Pourquoi les Bélarussiens ne soutiennent-ils pas l’idée d’une participation du Bélarus à la guerre ?

Henadz Korchounaù, chercheur au centre analytique Center for New Ideas et sociologue de renom, réfléchit aux raisons pour lesquelles les Russes et les Bélarussiens ont une attitude si différente vis à vis de la guerre. Il ne faut pas oublier que le Bélarus est resté dans l’orbite d’information russe et, jusqu’à récemment, les Bélarussiens avaient des sentiments plus positifs envers la Russie qu’envers l’Ukraine.

Des études sociologiques récentes montrent qu’il existe en Russie un soutien du public à « l’opération spéciale » en Ukraine et que celui-ci est très élevé, de 60 à 70 pour cent. Dans le même temps, la situation au Bélarus est radicalement opposée. Avant même le début de la guerre, seuls 11 à 12 % de la population soutenaient l’idée d’une éventuelle participation du Bélarus à une guerre de la Russie avec l’Ukraine (cf. l’étude de Chatham House, données collectées entre 20 janvier et 9 février 2022). Il est sûr et certain que ce chiffre est encore plus bas aujourd’hui.

Il semble que l’une des explications soit une perception différente de la guerre. Il est clair qu’il s’agit tout d’abord de la perception de la Grande Guerre patriotique (la seconde guerre mondiale) encore que, si l’on remonte plus loin dans l’histoire, la tendance se confirme. Oui, pour les deux peuples, cette guerre est l’un des événements centraux dans leur propre histoire, mais la perception et le sens qu’elle revêt diffère entre les deux pays.

Pour la grande majorité des Bélarussiens, la Grande Guerre patriotique est un élément de leur histoire familiale, de leur quotidien, rien d’ostentatoire. Une histoire gravée dans les récits ou les silences de grand-mères, dans des tombes militaires aux confins de la ville et la vérité sur les partisans, dans des photographies d’une ville natale bombardée ou un monument du ghetto juif dans une rue voisine.

Et pour les Russes… Regardez jusqu’où la ligne de front est allée à l’est : Carélie, Leningrad (Saint-Petersbourg), région de Moscou, Stalingrad (Volgograd), Kouban. Le reste – Oural, Sibérie, Extrême-Orient – c’est l’arrière-pays. Oui, il y avait des « héros du front d’approvisionnement », des slogans « tout pour le front », des avis de décès et des parents qui ne sont pas rentrés de la guerre… Mais la guerre elle-même était loin, elle se cantonnait aux journaux et à la voix venant d’un haut-parleur diffusant des bulletins du front. Par conséquent, dans leur mémoire familiale et historique, la « guerre » pour les Russes n’est pas tant une histoire personnelle et individuelle que celle écrite dans des livres d’histoire et montrée dans des films. Et une parade militaire sur la Place Rouge à Moscou.

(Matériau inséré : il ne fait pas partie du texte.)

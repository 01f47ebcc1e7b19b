// SPDX-License-Identifier: CC0-1.0

//! Utility functions
//!
//! Functions needed by all parts of the HD node library: the Base58Check
//! codec and address encoding.
//!

pub mod address;
pub mod base58;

La Russie, qui a depuis toujours revendiqué le monopole du « legs de la Victoire »… a dépossédé les autres nations de l’Union soviétique de la mémoire historique. Vous souvenez-vous de ces autocollants sur les voitures « À Berlin !», « Nous pouvons le refaire ! », « Nos grands-pères se sont battus !..» ? Et les Rubans de Saint-Georges (ruban à trois rayures noires et deux orange faisant partie de la Médaille pour la victoire sur l’Allemagne dans la Grande Guerre patriotique de 1941-1945; à partir de 2005 ce ruban est devenu symbole de l’idéalisation de la victoire sur l’Allemagne et de la remilitarisation de la société russe. – ndlt).

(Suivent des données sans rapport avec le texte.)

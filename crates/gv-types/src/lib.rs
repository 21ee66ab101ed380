#![forbid(unsafe_code)]

use std::cmp::Ordering;

use chrono::NaiveDate;
use serde::{Deserialize, Serialize};
use thiserror::Error;

#[derive(Debug, Clone, Copy, PartialEq, Eq, Hash, PartialOrd, Ord, Serialize, Deserialize)]
#[serde(rename_all = "snake_case")]
pub enum DType {
    Null,
    Bool,
    Int64,
    Float64,
    Utf8,
    Date,
    List,
}

#[derive(Debug, Clone, Copy, PartialEq, Eq, Hash, Serialize, Deserialize)]
#[serde(rename_all = "snake_case")]
pub enum NullKind {
    Null,
    NaN,
    NaT,
}

#[derive(Debug, Clone, PartialEq, Serialize, Deserialize)]
#[serde(tag = "kind", content = "value", rename_all = "snake_case")]
pub enum Scalar {
    Null(NullKind),
    Bool(bool),
    Int64(i64),
    Float64(f64),
    Utf8(String),
    Date(NaiveDate),
    List(Vec<Scalar>),
}

impl Scalar {
    #[must_use]
    pub fn dtype(&self) -> DType {
        match self {
            Self::Null(_) => DType::Null,
            Self::Bool(_) => DType::Bool,
            Self::Int64(_) => DType::Int64,
            Self::Float64(_) => DType::Float64,
            Self::Utf8(_) => DType::Utf8,
            Self::Date(_) => DType::Date,
            Self::List(_) => DType::List,
        }
    }

    #[must_use]
    pub fn is_missing(&self) -> bool {
        match self {
            Self::Null(_) => true,
            Self::Float64(v) => v.is_nan(),
            _ => false,
        }
    }

    #[must_use]
    pub fn is_nan(&self) -> bool {
        matches!(self, Self::Null(NullKind::NaN)) || matches!(self, Self::Float64(v) if v.is_nan())
    }

    #[must_use]
    pub fn missing_for_dtype(dtype: DType) -> Self {
        match dtype {
            DType::Float64 => Self::Null(NullKind::NaN),
            DType::Date => Self::Null(NullKind::NaT),
            DType::Null | DType::Bool | DType::Int64 | DType::Utf8 | DType::List => {
                Self::Null(NullKind::Null)
            }
        }
    }

    #[must_use]
    pub fn semantic_eq(&self, other: &Self) -> bool {
        match (self, other) {
            (Self::Float64(a), Self::Float64(b)) => (a.is_nan() && b.is_nan()) || (a == b),
            (Self::Null(NullKind::NaN), Self::Float64(v))
            | (Self::Float64(v), Self::Null(NullKind::NaN)) => v.is_nan(),
            (Self::Null(_), Self::Null(_)) => true,
            (Self::List(a), Self::List(b)) => {
                a.len() == b.len()
                    && a.iter()
                        .zip(b)
                        .all(|(left, right)| left.semantic_eq(right))
            }
            _ => self == other,
        }
    }

    pub fn to_f64(&self) -> Result<f64, TypeError> {
        match self {
            Self::Bool(v) => Ok(if *v { 1.0 } else { 0.0 }),
            Self::Int64(v) => Ok(*v as f64),
            Self::Float64(v) => Ok(*v),
            Self::Null(kind) => Err(TypeError::ValueIsMissing { kind: *kind }),
            Self::Utf8(v) => Err(TypeError::NonNumericValue {
                value: v.clone(),
                dtype: DType::Utf8,
            }),
            Self::Date(v) => Err(TypeError::NonNumericValue {
                value: v.to_string(),
                dtype: DType::Date,
            }),
            Self::List(_) => Err(TypeError::NonNumericValue {
                value: "<list>".to_owned(),
                dtype: DType::List,
            }),
        }
    }
}

#[derive(Debug, Error, Clone, PartialEq)]
pub enum TypeError {
    #[error("dtype coercion from {left:?} to {right:?} has no compatible common type")]
    IncompatibleDtypes { left: DType, right: DType },
    #[error("cannot cast scalar of dtype {from:?} to {to:?}")]
    InvalidCast { from: DType, to: DType },
    #[error("cannot cast float {value} to int64 without loss")]
    LossyFloatToInt { value: f64 },
    #[error("expected 0/1 for bool cast from int64 but found {value}")]
    InvalidBoolInt { value: i64 },
    #[error("expected 0.0/1.0 for bool cast from float64 but found {value}")]
    InvalidBoolFloat { value: f64 },
    #[error("value {value:?} has non-numeric dtype {dtype:?}")]
    NonNumericValue { value: String, dtype: DType },
    #[error("value is missing ({kind:?})")]
    ValueIsMissing { kind: NullKind },
}

pub fn common_dtype(left: DType, right: DType) -> Result<DType, TypeError> {
    use DType::{Bool, Date, Float64, Int64, List, Null, Utf8};

    let out = match (left, right) {
        (a, b) if a == b => a,
        (Null, other) | (other, Null) => other,
        (Bool, Int64) | (Int64, Bool) => Int64,
        (Bool, Float64) | (Float64, Bool) => Float64,
        (Int64, Float64) | (Float64, Int64) => Float64,
        (Utf8, Utf8) => Utf8,
        (Date, Date) => Date,
        (List, List) => List,
        _ => return Err(TypeError::IncompatibleDtypes { left, right }),
    };

    Ok(out)
}

pub fn infer_dtype(values: &[Scalar]) -> Result<DType, TypeError> {
    let mut current = DType::Null;
    for value in values {
        current = common_dtype(current, value.dtype())?;
    }
    Ok(current)
}

pub fn cast_scalar(value: &Scalar, target: DType) -> Result<Scalar, TypeError> {
    let from = value.dtype();
    if from == target || matches!(value, Scalar::Null(_)) {
        return Ok(match value {
            Scalar::Null(_) => Scalar::missing_for_dtype(target),
            _ => value.clone(),
        });
    }

    match target {
        DType::Null => Ok(Scalar::Null(NullKind::Null)),
        DType::Bool => match value {
            Scalar::Bool(v) => Ok(Scalar::Bool(*v)),
            Scalar::Int64(v) => match *v {
                0 => Ok(Scalar::Bool(false)),
                1 => Ok(Scalar::Bool(true)),
                _ => Err(TypeError::InvalidBoolInt { value: *v }),
            },
            Scalar::Float64(v) => {
                if *v == 0.0 {
                    Ok(Scalar::Bool(false))
                } else if *v == 1.0 {
                    Ok(Scalar::Bool(true))
                } else {
                    Err(TypeError::InvalidBoolFloat { value: *v })
                }
            }
            _ => Err(TypeError::InvalidCast { from, to: target }),
        },
        DType::Int64 => match value {
            Scalar::Bool(v) => Ok(Scalar::Int64(i64::from(*v))),
            Scalar::Int64(v) => Ok(Scalar::Int64(*v)),
            Scalar::Float64(v) => {
                if !v.is_finite() || *v != v.trunc() {
                    return Err(TypeError::LossyFloatToInt { value: *v });
                }
                if *v < i64::MIN as f64 || *v > i64::MAX as f64 {
                    return Err(TypeError::LossyFloatToInt { value: *v });
                }
                Ok(Scalar::Int64(*v as i64))
            }
            _ => Err(TypeError::InvalidCast { from, to: target }),
        },
        DType::Float64 => match value {
            Scalar::Bool(v) => Ok(Scalar::Float64(if *v { 1.0 } else { 0.0 })),
            Scalar::Int64(v) => Ok(Scalar::Float64(*v as f64)),
            Scalar::Float64(v) => Ok(Scalar::Float64(*v)),
            _ => Err(TypeError::InvalidCast { from, to: target }),
        },
        DType::Utf8 => match value {
            Scalar::Utf8(v) => Ok(Scalar::Utf8(v.clone())),
            _ => Err(TypeError::InvalidCast { from, to: target }),
        },
        DType::Date => match value {
            Scalar::Date(v) => Ok(Scalar::Date(*v)),
            _ => Err(TypeError::InvalidCast { from, to: target }),
        },
        DType::List => match value {
            Scalar::List(v) => Ok(Scalar::List(v.clone())),
            _ => Err(TypeError::InvalidCast { from, to: target }),
        },
    }
}

/// Ordering between two scalars under filter/min/max semantics.
///
/// Missing values and cross-dtype pairs without a numeric common ground are
/// incomparable and yield `None`; a comparison against them never passes.
#[must_use]
pub fn partial_cmp_scalars(left: &Scalar, right: &Scalar) -> Option<Ordering> {
    if left.is_missing() || right.is_missing() {
        return None;
    }

    match (left, right) {
        (Scalar::Int64(a), Scalar::Int64(b)) => Some(a.cmp(b)),
        (Scalar::Utf8(a), Scalar::Utf8(b)) => Some(a.cmp(b)),
        (Scalar::Date(a), Scalar::Date(b)) => Some(a.cmp(b)),
        (
            Scalar::Bool(_) | Scalar::Int64(_) | Scalar::Float64(_),
            Scalar::Bool(_) | Scalar::Int64(_) | Scalar::Float64(_),
        ) => {
            let a = left.to_f64().ok()?;
            let b = right.to_f64().ok()?;
            a.partial_cmp(&b)
        }
        _ => None,
    }
}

Au Bélarus, je n’ai jamais entendu personne s’exclamer « Nous pouvons le refaire ! » Chez nous, on dit au contraire, « Plus jamais ça ! »

Il y a là une différence fondamentale. Ce qui pour les uns s’est transformé en douleur impérissable est pour les autres un prétexte à fanfaronner avec morgue.

La fanfaronnade a mal tourné.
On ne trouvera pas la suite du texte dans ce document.